Where is this Boks side going? Ireland are likely to meet the Boks in a 2019 World Cup quarter-final. Based on what we saw on Saturday, Schmidt’s team will have every reason to believe that they can bully and kick on the Boks in that fixture, just as they did on a memorable night in Dublin two years previously.
Schmidt’s assurances that the Boks are on the right track and that the coaching staff is world class are hard to take seriously. Johann van Graan, one of the more valuable members of the team, will be taking up a post with Munster after the Test in France next week. Defence coach Brendan Venter won’t be available when the Boks travel to Italy thereafter. Whether Coetzee stays or goes before 2019, the selfsame coaching staff won’t be at the World Cup.
There’s been no information forthcoming about possible replacements, indeed no sign that Coetzee himself knows what he’s going to do when Van Graan and Venter are elsewhere.
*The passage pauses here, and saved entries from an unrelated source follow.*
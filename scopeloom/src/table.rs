//! Column-ordered tables keyed by a row index.
//!
//! A [`Table`] is the labeled shape the builder works in: the gene and cell
//! metadata handed over at ingestion, and the three embedding tables. Column
//! order is significant because it becomes the field order of the structured
//! arrays written to the file.

use scopeloom_core::{LoomError, Result, Summarizable};

use crate::single_cell::ColumnData;

/// A row index plus an ordered list of named, equally long columns.
#[derive(Debug, Clone, PartialEq, Default)]
pub struct Table {
    index: Vec<String>,
    columns: Vec<(String, ColumnData)>,
}

impl Table {
    /// An empty table over the given row index.
    pub fn new(index: Vec<String>) -> Self {
        Self {
            index,
            columns: Vec::new(),
        }
    }

    /// Build a table from columns in order. Later duplicates replace earlier ones.
    pub fn from_columns(index: Vec<String>, columns: Vec<(String, ColumnData)>) -> Result<Self> {
        let mut table = Self::new(index);
        for (name, data) in columns {
            table.set_column(&name, data)?;
        }
        Ok(table)
    }

    /// Number of rows.
    pub fn n_rows(&self) -> usize {
        self.index.len()
    }

    /// Number of columns.
    pub fn n_cols(&self) -> usize {
        self.columns.len()
    }

    /// Row labels.
    pub fn index(&self) -> &[String] {
        &self.index
    }

    /// Column names in order.
    pub fn column_names(&self) -> impl Iterator<Item = &str> + '_ {
        self.columns.iter().map(|(name, _)| name.as_str())
    }

    /// Columns in order.
    pub fn columns(&self) -> impl Iterator<Item = (&str, &ColumnData)> + '_ {
        self.columns.iter().map(|(name, data)| (name.as_str(), data))
    }

    /// Look up a column by name.
    pub fn get(&self, name: &str) -> Option<&ColumnData> {
        self.columns
            .iter()
            .find(|(n, _)| n == name)
            .map(|(_, data)| data)
    }

    /// Assign a column. An existing column keeps its position; a new one is appended.
    pub fn set_column(&mut self, name: &str, data: ColumnData) -> Result<()> {
        if data.len() != self.n_rows() {
            return Err(LoomError::InvalidInput(format!(
                "column '{}' length ({}) does not match table length ({})",
                name,
                data.len(),
                self.n_rows()
            )));
        }
        match self.columns.iter_mut().find(|(n, _)| n == name) {
            Some(slot) => slot.1 = data,
            None => self.columns.push((name.to_string(), data)),
        }
        Ok(())
    }
}

impl Summarizable for Table {
    fn summary(&self) -> String {
        format!("Table: {} rows \u{00d7} {} columns", self.n_rows(), self.n_cols())
    }
}

#[cfg(test)]
mod tests {
    use super::*;

    fn cells() -> Vec<String> {
        vec!["c1".into(), "c2".into()]
    }

    #[test]
    fn set_column_appends_then_replaces_in_place() {
        let mut t = Table::new(cells());
        t.set_column("b", ColumnData::Numeric(vec![1.0, 2.0])).unwrap();
        t.set_column("a", ColumnData::Numeric(vec![3.0, 4.0])).unwrap();
        t.set_column("b", ColumnData::Numeric(vec![5.0, 6.0])).unwrap();

        assert_eq!(t.column_names().collect::<Vec<_>>(), ["b", "a"]);
        assert_eq!(t.get("b"), Some(&ColumnData::Numeric(vec![5.0, 6.0])));
    }

    #[test]
    fn length_mismatch_rejected() {
        let mut t = Table::new(cells());
        let err = t.set_column("x", ColumnData::Numeric(vec![1.0])).unwrap_err();
        assert!(matches!(err, LoomError::InvalidInput(_)));
        assert_eq!(t.n_cols(), 0);
    }

    #[test]
    fn from_columns_keeps_order() {
        let t = Table::from_columns(
            cells(),
            vec![
                ("n".into(), ColumnData::Integers(vec![1, 2])),
                ("s".into(), ColumnData::Strings(vec!["x".into(), "y".into()])),
            ],
        )
        .unwrap();
        assert_eq!(t.summary(), "Table: 2 rows \u{00d7} 2 columns");
        assert_eq!(t.column_names().collect::<Vec<_>>(), ["n", "s"]);
        assert_eq!(t.get("n"), Some(&ColumnData::Integers(vec![1, 2])));
    }
}
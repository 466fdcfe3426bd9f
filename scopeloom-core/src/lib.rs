//! Shared primitives for the scopeloom workspace.
//!
//! `scopeloom-core` provides the pieces the builder crate leans on:
//!
//! - **Error types**: [`LoomError`] and [`Result`] for structured error handling
//! - **Traits**: [`Summarizable`] for one-line descriptions of containers
//! - **Compression**: zlib deflate/inflate for attribute payloads (std feature only)

pub mod error;
pub mod traits;

#[cfg(feature = "std")]
pub mod compress;

pub use error::{LoomError, Result};
pub use traits::*;
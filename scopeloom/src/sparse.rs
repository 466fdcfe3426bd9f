//! Coordinate-format (COO) sparse matrix.
//!
//! [`SparseMatrix`] stores non-zero entries as `(row, col, value)` triplets.
//! Loom ingestion keeps sparse count matrices in this layout: transposing a
//! COO matrix is a swap of the row and column vectors, and the writer
//! densifies it chunk by chunk only when persisting.

use scopeloom_core::{LoomError, Result, Summarizable};

/// A sparse matrix in COO (coordinate) format.
#[derive(Debug, Clone, PartialEq)]
pub struct SparseMatrix {
    rows: Vec<usize>,
    cols: Vec<usize>,
    values: Vec<f64>,
    n_rows: usize,
    n_cols: usize,
}

impl SparseMatrix {
    /// Create an empty sparse matrix with the given dimensions.
    pub fn new(n_rows: usize, n_cols: usize) -> Self {
        Self {
            rows: Vec::new(),
            cols: Vec::new(),
            values: Vec::new(),
            n_rows,
            n_cols,
        }
    }

    /// Create a sparse matrix from triplet vectors.
    ///
    /// All three vectors must have the same length, and all indices must be
    /// within bounds.
    pub fn from_triplets(
        rows: Vec<usize>,
        cols: Vec<usize>,
        values: Vec<f64>,
        n_rows: usize,
        n_cols: usize,
    ) -> Result<Self> {
        if rows.len() != cols.len() || cols.len() != values.len() {
            return Err(LoomError::InvalidInput(
                "rows, cols, and values must have the same length".into(),
            ));
        }
        for (i, (&r, &c)) in rows.iter().zip(cols.iter()).enumerate() {
            if r >= n_rows || c >= n_cols {
                return Err(LoomError::InvalidInput(format!(
                    "triplet {i} index ({r}, {c}) out of bounds for ({n_rows}, {n_cols})"
                )));
            }
        }
        Ok(Self {
            rows,
            cols,
            values,
            n_rows,
            n_cols,
        })
    }

    /// Get the value at `(row, col)`. Returns 0.0 if no entry is stored.
    ///
    /// This is an O(nnz) scan; the last inserted duplicate wins.
    pub fn get(&self, row: usize, col: usize) -> f64 {
        self.iter()
            .filter(|&(r, c, _)| r == row && c == col)
            .last()
            .map_or(0.0, |(_, _, v)| v)
    }

    /// Number of stored (non-zero) entries.
    pub fn nnz(&self) -> usize {
        self.values.len()
    }

    /// (n_rows, n_cols).
    pub fn shape(&self) -> (usize, usize) {
        (self.n_rows, self.n_cols)
    }

    /// Swap rows and columns. Entry order is preserved.
    pub fn transpose(&self) -> SparseMatrix {
        SparseMatrix {
            rows: self.cols.clone(),
            cols: self.rows.clone(),
            values: self.values.clone(),
            n_rows: self.n_cols,
            n_cols: self.n_rows,
        }
    }

    /// Densify the row band `start..end` (clamped to the matrix).
    ///
    /// Used by the writer to stream large matrices one chunk of rows at a time.
    pub fn dense_rows(&self, start: usize, end: usize) -> Vec<Vec<f64>> {
        let end = end.min(self.n_rows);
        let start = start.min(end);
        let mut band = vec![vec![0.0; self.n_cols]; end - start];
        for (r, c, v) in self.iter() {
            if r >= start && r < end {
                band[r - start][c] = v;
            }
        }
        band
    }

    /// Convert COO to CSR format.
    ///
    /// Returns `(data, indices, indptr)` where:
    /// - `data` contains the non-zero values
    /// - `indices` contains the column index for each value
    /// - `indptr[i]..indptr[i+1]` gives the range of entries for row `i`
    pub fn to_csr(&self) -> (Vec<f64>, Vec<usize>, Vec<usize>) {
        let nnz = self.values.len();
        let mut order: Vec<usize> = (0..nnz).collect();
        order.sort_by_key(|&i| (self.rows[i], self.cols[i]));

        let mut data = Vec::with_capacity(nnz);
        let mut indices = Vec::with_capacity(nnz);
        let mut indptr = vec![0usize; self.n_rows + 1];

        for &i in &order {
            data.push(self.values[i]);
            indices.push(self.cols[i]);
            indptr[self.rows[i] + 1] += 1;
        }

        for i in 1..=self.n_rows {
            indptr[i] += indptr[i - 1];
        }

        (data, indices, indptr)
    }

    /// Create a sparse matrix from CSR format.
    ///
    /// - `data`: non-zero values
    /// - `indices`: column index for each value
    /// - `indptr`: row pointer array (length `n_rows + 1`)
    pub fn from_csr(
        data: Vec<f64>,
        indices: Vec<usize>,
        indptr: Vec<usize>,
        n_rows: usize,
        n_cols: usize,
    ) -> Result<Self> {
        if data.len() != indices.len() {
            return Err(LoomError::InvalidInput(
                "CSR data and indices must have the same length".into(),
            ));
        }
        if indptr.len() != n_rows + 1 {
            return Err(LoomError::InvalidInput(format!(
                "CSR indptr length ({}) must be n_rows + 1 ({})",
                indptr.len(),
                n_rows + 1
            )));
        }

        let nnz = data.len();
        let mut rows = Vec::with_capacity(nnz);
        let mut cols = Vec::with_capacity(nnz);

        for row in 0..n_rows {
            for idx in indptr[row]..indptr[row + 1] {
                if idx >= nnz {
                    return Err(LoomError::InvalidInput(format!(
                        "CSR indptr references index {idx} but nnz is {nnz}"
                    )));
                }
                if indices[idx] >= n_cols {
                    return Err(LoomError::InvalidInput(format!(
                        "CSR column index {} out of bounds for n_cols={}",
                        indices[idx], n_cols
                    )));
                }
                rows.push(row);
                cols.push(indices[idx]);
            }
        }

        Ok(Self {
            rows,
            cols,
            values: data,
            n_rows,
            n_cols,
        })
    }

    /// Iterate over stored triplets `(row, col, value)`.
    pub fn iter(&self) -> impl Iterator<Item = (usize, usize, f64)> + '_ {
        self.rows
            .iter()
            .zip(self.cols.iter())
            .zip(self.values.iter())
            .map(|((&r, &c), &v)| (r, c, v))
    }
}

impl Summarizable for SparseMatrix {
    fn summary(&self) -> String {
        format!(
            "SparseMatrix: {}\u{00d7}{}, {} stored entries",
            self.n_rows,
            self.n_cols,
            self.nnz()
        )
    }
}

#[cfg(test)]
mod tests {
    use super::*;

    fn sample() -> SparseMatrix {
        // 2 cells x 3 genes
        SparseMatrix::from_triplets(vec![0, 0, 1], vec![0, 2, 1], vec![1.0, 2.0, 3.0], 2, 3)
            .unwrap()
    }

    #[test]
    fn test_from_triplets_bounds_check() {
        assert!(SparseMatrix::from_triplets(vec![5], vec![0], vec![1.0], 3, 3).is_err());
        assert!(SparseMatrix::from_triplets(vec![0, 1], vec![0], vec![1.0], 3, 3).is_err());
    }

    #[test]
    fn test_duplicate_entries_last_wins() {
        let m = SparseMatrix::from_triplets(vec![0, 0], vec![0, 0], vec![5.0, 6.0], 3, 3)
            .unwrap();
        assert_eq!(m.get(0, 0), 6.0);
        assert_eq!(m.get(1, 1), 0.0);
    }

    #[test]
    fn test_transpose() {
        let t = sample().transpose();
        assert_eq!(t.shape(), (3, 2));
        assert_eq!(t.nnz(), 3);
        assert_eq!(t.get(2, 0), 2.0);
        assert_eq!(t.get(1, 1), 3.0);
        assert_eq!(t.get(0, 1), 0.0);
        assert_eq!(t.transpose(), sample());
    }

    #[test]
    fn test_full_band_is_dense_matrix() {
        assert_eq!(
            sample().dense_rows(0, 2),
            vec![vec![1.0, 0.0, 2.0], vec![0.0, 3.0, 0.0]]
        );
    }

    #[test]
    fn test_dense_rows_band() {
        let t = sample().transpose();
        assert_eq!(t.dense_rows(1, 3), vec![vec![0.0, 3.0], vec![2.0, 0.0]]);
        assert_eq!(t.dense_rows(2, 10), vec![vec![2.0, 0.0]]);
        assert!(t.dense_rows(5, 10).is_empty());
    }

    #[test]
    fn test_summary() {
        let m = SparseMatrix::from_triplets(vec![0], vec![0], vec![1.0], 100, 50).unwrap();
        assert_eq!(m.summary(), "SparseMatrix: 100\u{00d7}50, 1 stored entries");
        assert_eq!(SparseMatrix::new(0, 0).nnz(), 0);
    }

    #[test]
    fn test_csr_roundtrip() {
        let m = SparseMatrix::from_triplets(
            vec![0, 0, 1, 2, 2],
            vec![0, 2, 1, 0, 2],
            vec![1.0, 2.0, 3.0, 4.0, 5.0],
            3,
            3,
        )
        .unwrap();

        let (data, indices, indptr) = m.to_csr();
        assert_eq!(indptr, vec![0, 2, 3, 5]);
        let m2 = SparseMatrix::from_csr(data, indices, indptr, 3, 3).unwrap();
        assert_eq!(m2.dense_rows(0, 3), m.dense_rows(0, 3));
    }

    #[test]
    fn test_csr_rejects_bad_indptr() {
        assert!(SparseMatrix::from_csr(vec![1.0], vec![0], vec![0, 1], 2, 2).is_err());
        assert!(SparseMatrix::from_csr(vec![1.0], vec![4], vec![0, 1], 1, 2).is_err());
    }
}
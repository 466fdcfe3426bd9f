//! Attribute namespaces handed to a container writer.

use std::collections::BTreeMap;

use crate::meta::MetaData;
use crate::single_cell::ColumnData;
use crate::structured::StructuredArray;

/// One row or column attribute, aligned with the matrix rows (genes) or
/// columns (cells).
#[derive(Debug, Clone, PartialEq)]
pub enum AttrValue {
    /// A 1D typed column.
    Column(ColumnData),
    /// A 2D numeric table with one row per element, e.g. raw coordinates.
    Matrix(Vec<Vec<f64>>),
    /// Fixed-layout records, e.g. the embedding attributes.
    Structured(StructuredArray),
}

impl AttrValue {
    /// Number of aligned elements.
    pub fn len(&self) -> usize {
        match self {
            AttrValue::Column(c) => c.len(),
            AttrValue::Matrix(m) => m.len(),
            AttrValue::Structured(s) => s.len(),
        }
    }

    pub fn is_empty(&self) -> bool {
        self.len() == 0
    }

    pub fn as_column(&self) -> Option<&ColumnData> {
        match self {
            AttrValue::Column(c) => Some(c),
            _ => None,
        }
    }

    pub fn as_matrix(&self) -> Option<&Vec<Vec<f64>>> {
        match self {
            AttrValue::Matrix(m) => Some(m),
            _ => None,
        }
    }

    pub fn as_structured(&self) -> Option<&StructuredArray> {
        match self {
            AttrValue::Structured(s) => Some(s),
            _ => None,
        }
    }
}

/// Row or column attributes by name.
pub type AttrMap = BTreeMap<String, AttrValue>;

/// A file-level attribute as held by the builder.
#[derive(Debug, Clone, PartialEq)]
pub enum GlobalValue {
    Text(String),
    /// Kept structured until persisting, where it is compressed to text.
    MetaData(MetaData),
}

/// File-level attributes by name.
pub type GlobalAttrs = BTreeMap<String, GlobalValue>;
When pushed, Coetzee confirmed that he and new director or rugby Rassie Erasmus will only meet in the new year.
If sanity prevailed, Erasmus would join the coaching staff in the lead-up to the match against France. Players like Vermeulen – who has declared himself fit and available – Steyn and several others would inject some much-needed experience and tactical intelligence into the squad.
Those changes wouldn’t solve all of the Boks’ problems, but they would see the side moving in the right direction.